ALMOST HUMAN: Livia Stein, New Work
February 7 - March 21, 2020
February 7 - March 21, 2020
Evocative and enigmatic, Stein's work in Almost Human touches on core elements of Being in expressive and colorful pieces. This solo expansive exhibition includes free-form figurative works on paper, along with framed mixed media pieces and a number of large scale paintings. Stein's presence is keenly felt in the fierce spirit and command of paint evident throughout and well recognized as the hallmark of her work.

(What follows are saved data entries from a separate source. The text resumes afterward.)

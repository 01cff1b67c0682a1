// Block-structured cache of recently seen log records.
//
// Records are grouped into fixed-size blocks keyed by (log, aligned
// seqno); the LRU order is at block granularity so the eviction map stays
// small. Each block carries a bloom filter over its topics so a
// single-topic read can skip blocks without scanning them.
use crate::bloom::BloomFilter;
use crate::stats::CacheStats;
use bytes::Bytes;
use rocketspeed_common::{LinkedMap, LogId, SeqNo, TopicUUID};

/// Outcome of a cache read.
#[derive(Debug, Clone, Copy, PartialEq, Eq)]
pub enum CacheRead {
    /// Nothing cached at the requested position.
    NoneRead,
    /// Served up to the end of cached data; resume at the carried seqno.
    ReadContinue(SeqNo),
    /// The visitor applied backpressure; retry later from the carried
    /// seqno.
    ReadBackoff(SeqNo),
}

#[derive(Debug)]
struct CachedRecord {
    topic: TopicUUID,
    payload: Bytes,
}

#[derive(Debug)]
struct CacheBlock {
    records: Vec<Option<CachedRecord>>,
    bloom: BloomFilter,
    // Bytes charged against the cache budget, block overhead included.
    charge: usize,
}

const RECORD_OVERHEAD: usize = 64;
const BLOCK_OVERHEAD: usize = 64;

impl CacheBlock {
    fn new(block_size: usize, bloom_bits_per_msg: usize) -> Self {
        let mut records = Vec::new();
        records.resize_with(block_size, || None);
        let bloom = BloomFilter::with_bits_per_key(bloom_bits_per_msg, block_size);
        let charge = block_size * std::mem::size_of::<Option<CachedRecord>>()
            + bloom.charge()
            + BLOCK_OVERHEAD;
        Self {
            records,
            bloom,
            charge,
        }
    }

    // First empty slot at or after `offset`; records are only useful
    // while contiguous from the requested position.
    fn contiguous_end(&self, offset: usize) -> usize {
        let mut idx = offset;
        while idx < self.records.len() && self.records[idx].is_some() {
            idx += 1;
        }
        idx
    }
}

fn record_charge(topic: &TopicUUID, payload: &Bytes) -> usize {
    RECORD_OVERHEAD + topic.namespace_id().len() + topic.topic_name().len() + payload.len()
}

fn topic_key(topic: &TopicUUID) -> [u8; 8] {
    topic.routing_hash().to_le_bytes()
}

/// Byte-budgeted LRU cache of log records for one room.
#[derive(Debug)]
pub struct DataCache {
    capacity: usize,
    usage: usize,
    block_size: usize,
    bloom_bits_per_msg: usize,
    store_system_namespaces: bool,
    blocks: LinkedMap<(LogId, SeqNo), CacheBlock>,
    stats: CacheStats,
}

impl DataCache {
    pub fn new(
        capacity: usize,
        store_system_namespaces: bool,
        bloom_bits_per_msg: usize,
        block_size: usize,
    ) -> Self {
        Self {
            capacity,
            usage: 0,
            block_size,
            bloom_bits_per_msg,
            store_system_namespaces,
            blocks: LinkedMap::new(),
            stats: CacheStats::default(),
        }
    }

    fn block_start(&self, seqno: SeqNo) -> SeqNo {
        seqno / self.block_size as u64 * self.block_size as u64
    }

    /// Stores one record; idempotent on `(log, seqno)`.
    pub fn store(&mut self, log_id: LogId, seqno: SeqNo, topic: &TopicUUID, payload: Bytes) {
        if self.capacity == 0 || seqno == 0 {
            return;
        }
        if topic.is_system_namespace() && !self.store_system_namespaces {
            return;
        }
        let key = (log_id, self.block_start(seqno));
        if self.blocks.contains_key(&key) {
            self.blocks.move_to_back(&key);
        } else {
            let block = CacheBlock::new(self.block_size, self.bloom_bits_per_msg);
            self.usage += block.charge;
            self.blocks.insert_back(key, block);
        }
        let block = self.blocks.get_mut(&key).expect("cache block");
        let offset = (seqno - key.1) as usize;
        if block.records[offset].is_some() {
            return;
        }
        let charge = record_charge(topic, &payload);
        block.bloom.insert(&topic_key(topic));
        block.records[offset] = Some(CachedRecord {
            topic: topic.clone(),
            payload,
        });
        block.charge += charge;
        self.usage += charge;
        self.stats.cache_inserts += 1;
        self.stats.bloom_inserts += 1;
        self.evict_to_capacity();
    }

    /// Scans cached records forward from `start`, invoking `on_record`
    /// for each one (restricted to the filter topic when given). The
    /// visitor returns false to apply backpressure.
    pub fn read(
        &mut self,
        log_id: LogId,
        start: SeqNo,
        topic_filter: Option<&TopicUUID>,
        mut on_record: impl FnMut(SeqNo, &TopicUUID, &Bytes) -> bool,
    ) -> CacheRead {
        if self.capacity == 0 {
            return CacheRead::NoneRead;
        }
        let start = start.max(1);
        let mut cursor = start;
        let mut stopped = false;
        'blocks: loop {
            let key = (log_id, self.block_start(cursor));
            if !self.blocks.contains_key(&key) {
                break;
            }
            self.blocks.move_to_back(&key);
            let block = self.blocks.get(&key).expect("cache block");
            let offset = (cursor - key.1) as usize;
            let end = block.contiguous_end(offset);
            if end == offset {
                break;
            }
            let scan = match topic_filter {
                Some(topic) => {
                    if block.bloom.contains(&topic_key(topic)) {
                        self.stats.bloom_misses += 1;
                        true
                    } else {
                        self.stats.bloom_hits += 1;
                        false
                    }
                }
                None => true,
            };
            if scan {
                let mut matched = false;
                for idx in offset..end {
                    let record = block.records[idx].as_ref().expect("contiguous record");
                    if topic_filter.is_some_and(|topic| topic != &record.topic) {
                        continue;
                    }
                    matched = true;
                    self.stats.cache_hits += 1;
                    let seqno = key.1 + idx as u64;
                    if !on_record(seqno, &record.topic, &record.payload) {
                        stopped = true;
                        cursor = seqno + 1;
                        break 'blocks;
                    }
                }
                if topic_filter.is_some() && !matched {
                    self.stats.bloom_false_positives += 1;
                }
            }
            cursor = key.1 + end as u64;
            if end < self.block_size {
                break;
            }
        }
        if stopped {
            CacheRead::ReadBackoff(cursor)
        } else if cursor > start {
            CacheRead::ReadContinue(cursor)
        } else {
            self.stats.cache_misses += 1;
            CacheRead::NoneRead
        }
    }

    pub fn has_entry(&self, log_id: LogId, seqno: SeqNo) -> bool {
        let key = (log_id, self.block_start(seqno));
        match self.blocks.get(&key) {
            Some(block) => block.records[(seqno - key.1) as usize].is_some(),
            None => false,
        }
    }

    pub fn clear(&mut self) {
        self.blocks.clear();
        self.usage = 0;
    }

    /// Sets a new byte budget; 0 disables the cache entirely.
    pub fn set_capacity(&mut self, capacity: usize) {
        self.capacity = capacity;
        if capacity == 0 {
            self.clear();
        } else {
            self.evict_to_capacity();
        }
    }

    pub fn capacity(&self) -> usize {
        self.capacity
    }

    pub fn usage(&self) -> usize {
        self.usage
    }

    pub fn stats(&self) -> CacheStats {
        self.stats.clone()
    }

    fn evict_to_capacity(&mut self) {
        while self.usage > self.capacity {
            match self.blocks.pop_front() {
                Some((_, block)) => self.usage -= block.charge,
                None => {
                    self.usage = 0;
                    break;
                }
            }
        }
    }
}

#[cfg(test)]
mod tests {
    use super::*;

    fn topic(name: &str) -> TopicUUID {
        TopicUUID::new("guest", name)
    }

    fn cache(capacity: usize, block_size: usize) -> DataCache {
        DataCache::new(capacity, false, 10, block_size)
    }

    #[test]
    fn serves_stored_records_in_order() {
        let mut cache = cache(1 << 20, 4);
        for seqno in 1..=10 {
            cache.store(1, seqno, &topic("t"), Bytes::from(format!("m{seqno}")));
        }
        let mut seen = Vec::new();
        let result = cache.read(1, 1, None, |seqno, _, _| {
            seen.push(seqno);
            true
        });
        assert_eq!(seen, (1..=10).collect::<Vec<_>>());
        assert_eq!(result, CacheRead::ReadContinue(11));
    }

    #[test]
    fn store_is_idempotent() {
        let mut cache = cache(1 << 20, 4);
        cache.store(1, 1, &topic("t"), Bytes::from_static(b"first"));
        cache.store(1, 1, &topic("t"), Bytes::from_static(b"second"));
        assert_eq!(cache.stats().cache_inserts, 1);
        let mut payloads = Vec::new();
        cache.read(1, 1, None, |_, _, payload| {
            payloads.push(payload.clone());
            true
        });
        assert_eq!(payloads, vec![Bytes::from_static(b"first")]);
    }

    #[test]
    fn read_stops_at_a_hole() {
        let mut cache = cache(1 << 20, 8);
        cache.store(1, 1, &topic("t"), Bytes::from_static(b"a"));
        cache.store(1, 2, &topic("t"), Bytes::from_static(b"b"));
        cache.store(1, 4, &topic("t"), Bytes::from_static(b"d"));
        let mut seen = Vec::new();
        let result = cache.read(1, 1, None, |seqno, _, _| {
            seen.push(seqno);
            true
        });
        assert_eq!(seen, vec![1, 2]);
        assert_eq!(result, CacheRead::ReadContinue(3));
        assert_eq!(cache.read(1, 3, None, |_, _, _| true), CacheRead::NoneRead);
    }

    #[test]
    fn topic_filter_visits_only_matches_but_advances_over_all() {
        let mut cache = cache(1 << 20, 8);
        for seqno in 1..=6 {
            let name = if seqno % 2 == 1 { "a" } else { "b" };
            cache.store(1, seqno, &topic(name), Bytes::from_static(b"x"));
        }
        let wanted = topic("a");
        let mut seen = Vec::new();
        let result = cache.read(1, 1, Some(&wanted), |seqno, t, _| {
            assert_eq!(t, &wanted);
            seen.push(seqno);
            true
        });
        assert_eq!(seen, vec![1, 3, 5]);
        assert_eq!(result, CacheRead::ReadContinue(7));
    }

    #[test]
    fn bloom_skips_blocks_without_the_topic() {
        let mut cache = cache(1 << 20, 4);
        // Block [0..3] holds only topic a; block [4..7] only topic b.
        for seqno in 1..=3 {
            cache.store(1, seqno, &topic("a"), Bytes::from_static(b"x"));
        }
        for seqno in 4..=7 {
            cache.store(1, seqno, &topic("b"), Bytes::from_static(b"x"));
        }
        let wanted = topic("b");
        let mut seen = Vec::new();
        let result = cache.read(1, 1, Some(&wanted), |seqno, _, _| {
            seen.push(seqno);
            true
        });
        assert_eq!(seen, vec![4, 5, 6, 7]);
        assert_eq!(result, CacheRead::ReadContinue(8));
        assert!(cache.stats().bloom_hits >= 1, "filter never skipped a block");
    }

    #[test]
    fn visitor_backpressure_reports_backoff() {
        let mut cache = cache(1 << 20, 8);
        for seqno in 1..=5 {
            cache.store(1, seqno, &topic("t"), Bytes::from_static(b"x"));
        }
        let mut seen = 0;
        let result = cache.read(1, 1, None, |_, _, _| {
            seen += 1;
            seen < 2
        });
        assert_eq!(seen, 2);
        assert_eq!(result, CacheRead::ReadBackoff(3));
    }

    #[test]
    fn capacity_evicts_oldest_blocks() {
        let mut cache = cache(1_500, 4);
        for seqno in 1..=40 {
            cache.store(1, seqno, &topic("t"), Bytes::from(vec![0u8; 100]));
        }
        assert!(cache.usage() <= cache.capacity());
        assert!(!cache.has_entry(1, 1), "oldest block survived eviction");
        assert!(cache.has_entry(1, 40));
    }

    #[test]
    fn system_namespace_records_are_skipped_by_default() {
        let mut cache = cache(1 << 20, 4);
        cache.store(1, 1, &TopicUUID::new("_system", "t"), Bytes::from_static(b"x"));
        assert!(!cache.has_entry(1, 1));

        let mut system_cache = DataCache::new(1 << 20, true, 10, 4);
        system_cache.store(1, 1, &TopicUUID::new("_system", "t"), Bytes::from_static(b"x"));
        assert!(system_cache.has_entry(1, 1));
    }

    #[test]
    fn disabled_cache_accepts_and_serves_nothing() {
        let mut cache = cache(0, 4);
        cache.store(1, 1, &topic("t"), Bytes::from_static(b"x"));
        assert_eq!(cache.read(1, 1, None, |_, _, _| true), CacheRead::NoneRead);
        assert_eq!(cache.usage(), 0);
    }

    #[test]
    fn clear_and_resize() {
        let mut cache = cache(1 << 20, 4);
        cache.store(1, 1, &topic("t"), Bytes::from_static(b"x"));
        assert!(cache.usage() > 0);
        cache.clear();
        assert_eq!(cache.usage(), 0);
        assert!(!cache.has_entry(1, 1));

        cache.store(1, 1, &topic("t"), Bytes::from_static(b"x"));
        cache.set_capacity(0);
        assert_eq!(cache.usage(), 0);
        cache.store(1, 2, &topic("t"), Bytes::from_static(b"x"));
        assert!(!cache.has_entry(1, 2));
    }
}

Livia Stein, Two Beasts, 2019, oil on canvas, 72" x 72"
|
Livia Stein was born in Dallas, Texas, and then raised in and around Los Angeles and Orange County. She studied History at UC Berkeley and pursued a master’s degree in South Asian Studies at the University of Pennsylvania. She spent several months in India as a student and has continued to travel there during the past 20 years. Influenced to do photography by her father, a talented amateur photographer, she studied at Art Center College of Design in Los Angeles, though ultimately, she received her Master’s at San Francisco State University, Center for Interdisciplinary and Experimental Art, founded by Jock Reynolds, now the director of the Yale University Art Museum. Formerly a Professor of Art at Dominican University in San Rafael, Stein now lives in Oakland where she maintains a studio.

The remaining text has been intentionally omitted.